• Question: How do nerves repair themselves?

    Asked by livi to Sam, Callum on 22 Nov 2012. This question was also asked by tigatrotsky.
    • Photo: Sam Godfrey

      Sam Godfrey answered on 22 Nov 2012:


      The nerves outside of your brain and spine are quite good at repairing. If you think of the nerve cell, it has a little round body and a great long arm that touches the next cell. It’s along this arm that the nerve impulse flows. In nerve damage, the arm gets snapped off. Now in the peripheral nervous system (thats the part that makes you move legs and arms and feel things) we have special cells called schwann cells who help look after the nerve and speed up the nerve signal. When a nerve cell is broken, they switch into repair mode and release all sorts of special growth chemicals to help the nerve cell. They also form a special pathway, a bit like a railway line, which helps the nerve cell grow in the right direction until it reaches the rest of the nerve again. This system is quite good and really impressive but in the central nervous system (brain and spine) it doesn’t work like that. Their aren’t any schwann cells to help and the nerve cells stick very tightly to the surrounding cells meaning they don’t grow back. This is why paralysed people and people with brain damage find it harder to recover. with brain damage, sometimes the brain learns to reprogramme itself and can get around the damage and function normally, but often that is hard. So our project is trying to find a way of making the nerve cells not hold so tightly to the sorrounding cells and start to regrow.

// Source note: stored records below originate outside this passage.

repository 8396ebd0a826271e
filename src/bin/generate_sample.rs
use std::error::Error;

use serde::Serialize;

const OUTPUT_PATH: &str = "resumen_beneficio_afp.csv";
const N_RECORDS: usize = 500;

/// One synthetic row. Header casing and `sexo` spacing are deliberately
/// untidy so the dashboard's normalization has something to do.
#[derive(Debug, Serialize)]
struct Row {
    #[serde(rename = "Edad")]
    edad: i64,
    #[serde(rename = "Meses_Cotizados")]
    meses_cotizados: i64,
    #[serde(rename = "Sexo")]
    sexo: &'static str,
    #[serde(rename = "Pensionado")]
    pensionado: u8,
    #[serde(rename = "Consultara_Beneficio")]
    consultara_beneficio: u8,
}

/// Minimal deterministic PRNG (xoshiro256**)
struct SimpleRng {
    state: [u64; 4],
}

impl SimpleRng {
    fn new(seed: u64) -> Self {
        let mut s = [0u64; 4];
        let mut x = seed;
        for slot in &mut s {
            x = x.wrapping_mul(6364136223846793005).wrapping_add(1);
            *slot = x;
        }
        SimpleRng { state: s }
    }

    fn next_u64(&mut self) -> u64 {
        let result = (self.state[1].wrapping_mul(5)).rotate_left(7).wrapping_mul(9);
        let t = self.state[1] << 17;
        self.state[2] ^= self.state[0];
        self.state[3] ^= self.state[1];
        self.state[1] ^= self.state[2];
        self.state[0] ^= self.state[3];
        self.state[2] ^= t;
        self.state[3] = self.state[3].rotate_left(45);
        result
    }

    fn next_f64(&mut self) -> f64 {
        (self.next_u64() >> 11) as f64 / (1u64 << 53) as f64
    }

    /// Uniform integer in `lo..=hi`.
    fn range(&mut self, lo: i64, hi: i64) -> i64 {
        lo + (self.next_f64() * (hi - lo + 1) as f64) as i64
    }

    fn chance(&mut self, p: f64) -> bool {
        self.next_f64() < p
    }
}

fn generate_row(rng: &mut SimpleRng) -> Row {
    const SEXES: [&str; 4] = ["F", "M", " f", "m "];

    let edad = rng.range(18, 95);
    // At most twelve months per working year, capped near a full career.
    let max_months = ((edad - 18) * 12).min(540);
    let meses_cotizados = rng.range(0, max_months);
    let sexo = SEXES[rng.range(0, 3) as usize];

    let pensionado = if edad >= 65 { rng.chance(0.9) } else { rng.chance(0.05) };
    let p_benefit = match (pensionado, meses_cotizados) {
        (true, m) if m < 240 => 0.8,
        (true, _) => 0.45,
        (false, _) => 0.1,
    };

    Row {
        edad,
        meses_cotizados,
        sexo,
        pensionado: pensionado as u8,
        consultara_beneficio: rng.chance(p_benefit) as u8,
    }
}

fn main() -> Result<(), Box<dyn Error>> {
    let mut rng = SimpleRng::new(42);

    let mut writer = csv::WriterBuilder::new()
        .delimiter(b';')
        .from_path(OUTPUT_PATH)?;
    for _ in 0..N_RECORDS {
        writer.serialize(generate_row(&mut rng))?;
    }
    writer.flush()?;

    println!("Wrote {N_RECORDS} records to {OUTPUT_PATH}");
    Ok(())
}
use eframe::egui::{self, Color32, RichText, ScrollArea, Ui};

use crate::state::AppState;
use crate::ui::{panels, plot};

// ---------------------------------------------------------------------------
// eframe App implementation
// ---------------------------------------------------------------------------

#[derive(Default)]
pub struct DashboardApp {
    pub state: AppState,
}

impl eframe::App for DashboardApp {
    fn update(&mut self, ctx: &egui::Context, _frame: &mut eframe::Frame) {
        // ---- Load failure: message only, nothing else renders ----
        if let Some(msg) = &self.state.load.error {
            egui::CentralPanel::default().show(ctx, |ui| {
                ui.heading("Simulador de Beneficio Estatal - AFP");
                ui.label(RichText::new(msg).color(Color32::RED));
            });
            return;
        }
        if self.state.model.is_none() {
            egui::CentralPanel::default().show(ctx, |ui| {
                ui.heading("Simulador de Beneficio Estatal - AFP");
            });
            return;
        }

        // ---- Left side panel: filters ----
        egui::SidePanel::left("filter_panel")
            .default_width(240.0)
            .resizable(true)
            .show(ctx, |ui| {
                panels::side_panel(ui, &mut self.state);
            });

        // ---- Central panel: metrics, charts, table ----
        egui::CentralPanel::default().show(ctx, |ui| {
            let Some(model) = &self.state.model else {
                return;
            };
            ScrollArea::vertical()
                .auto_shrink([false, false])
                .show(ui, |ui: &mut Ui| {
                    ui.heading("Simulador de Beneficio Estatal - AFP");
                    panels::metrics_row(ui, &model.metrics);
                    ui.separator();

                    plot::charts(ui, model, &self.state.scatter_colors);
                    ui.separator();

                    ui.heading("Tabla de personas filtradas");
                    panels::records_table(ui, &self.state.load.dataset, &model.rows);
                });
        });
    }
}
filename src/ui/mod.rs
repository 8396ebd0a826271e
pub mod panels;
pub mod plot;
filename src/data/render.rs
use super::filter::{apply, FilterParams};
use super::metrics::{
    age_by_outcome, age_months_scatter, months_histogram, AgeBox, BenefitDistribution,
    Histogram, Metrics, ScatterSeries,
};
use super::model::Dataset;

/// Everything the central panel draws for one set of filter parameters.
#[derive(Debug, Clone, PartialEq)]
pub struct RenderModel {
    pub params: FilterParams,
    pub metrics: Metrics,
    pub benefit: BenefitDistribution,
    pub age_boxes: Vec<AgeBox>,
    pub months_histogram: Histogram,
    pub scatter: Vec<ScatterSeries>,
    /// Original indices of the filtered rows; the table re-numbers them from 0.
    pub rows: Vec<usize>,
}

/// Recompute the whole dashboard for `params`. Pure and deterministic.
pub fn on_filters_changed(dataset: &Dataset, params: &FilterParams) -> RenderModel {
    let view = apply(dataset, params);
    if view.is_empty() {
        log::debug!("Filters {:?} match no records", params);
    } else {
        log::debug!(
            "Filters {:?} kept {} of {} records",
            params,
            view.len(),
            dataset.len()
        );
    }

    RenderModel {
        params: *params,
        metrics: Metrics::compute(&view),
        benefit: BenefitDistribution::compute(&view),
        age_boxes: age_by_outcome(&view),
        months_histogram: months_histogram(&view),
        scatter: age_months_scatter(&view),
        rows: view.indices().to_vec(),
    }
}

#[cfg(test)]
mod tests {
    use super::*;
    use crate::data::filter::tests::sample;
    use crate::data::filter::SexFilter;
    use crate::data::metrics::HISTOGRAM_BINS;

    #[test]
    fn scenario_model() {
        let ds = sample();
        let params = FilterParams {
            sex: SexFilter::Any,
            age_min: 60,
            age_max: 90,
            months_min: 50,
            pensioners_only: true,
        };
        let model = on_filters_changed(&ds, &params);
        assert_eq!(model.rows, vec![0, 2, 3]);
        assert_eq!(model.metrics.receive, 2);
        assert_eq!(model.metrics.non_receive, 1);
        assert_eq!(model.benefit.values(), [1, 2]);
        assert_eq!(model.months_histogram.counts.len(), HISTOGRAM_BINS);
        assert_eq!(model.months_histogram.total(), 3);
    }

    #[test]
    fn identical_inputs_give_identical_models() {
        let ds = sample();
        let params = FilterParams::default();
        assert_eq!(on_filters_changed(&ds, &params), on_filters_changed(&ds, &params));
    }

    #[test]
    fn empty_view_renders_zeroes() {
        let ds = sample();
        let params = FilterParams {
            age_min: 85,
            age_max: 20,
            ..FilterParams::identity()
        };
        let model = on_filters_changed(&ds, &params);
        assert!(model.rows.is_empty());
        assert_eq!(model.metrics.total, 0);
        assert_eq!(model.benefit.values(), [0, 0]);
        assert!(model.age_boxes.is_empty());
        assert!(model.scatter.is_empty());
    }
}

    • Photo: Callum Johnston

      Callum Johnston answered on 23 Nov 2012:


      Nerve cells aren’t very good at repairing them selves. Everything that goes on inside the cell is well balanced but if something goes wrong that balance is disturbed. If they have a genetic defect which stops them making a certain protein they might make a different protein with a similar job to compensate, but too much of that protein might have other bad effects on the cell which cause more damage. Also the brain doesn’t store any energy in the form of fat (unlike the rest of the body) so when it doesn’t get any glucose from the blood they struggle to keep themselves alive. Again when the blood does return, they try and compensate for the loss but they sometimes over do it and cause more damage.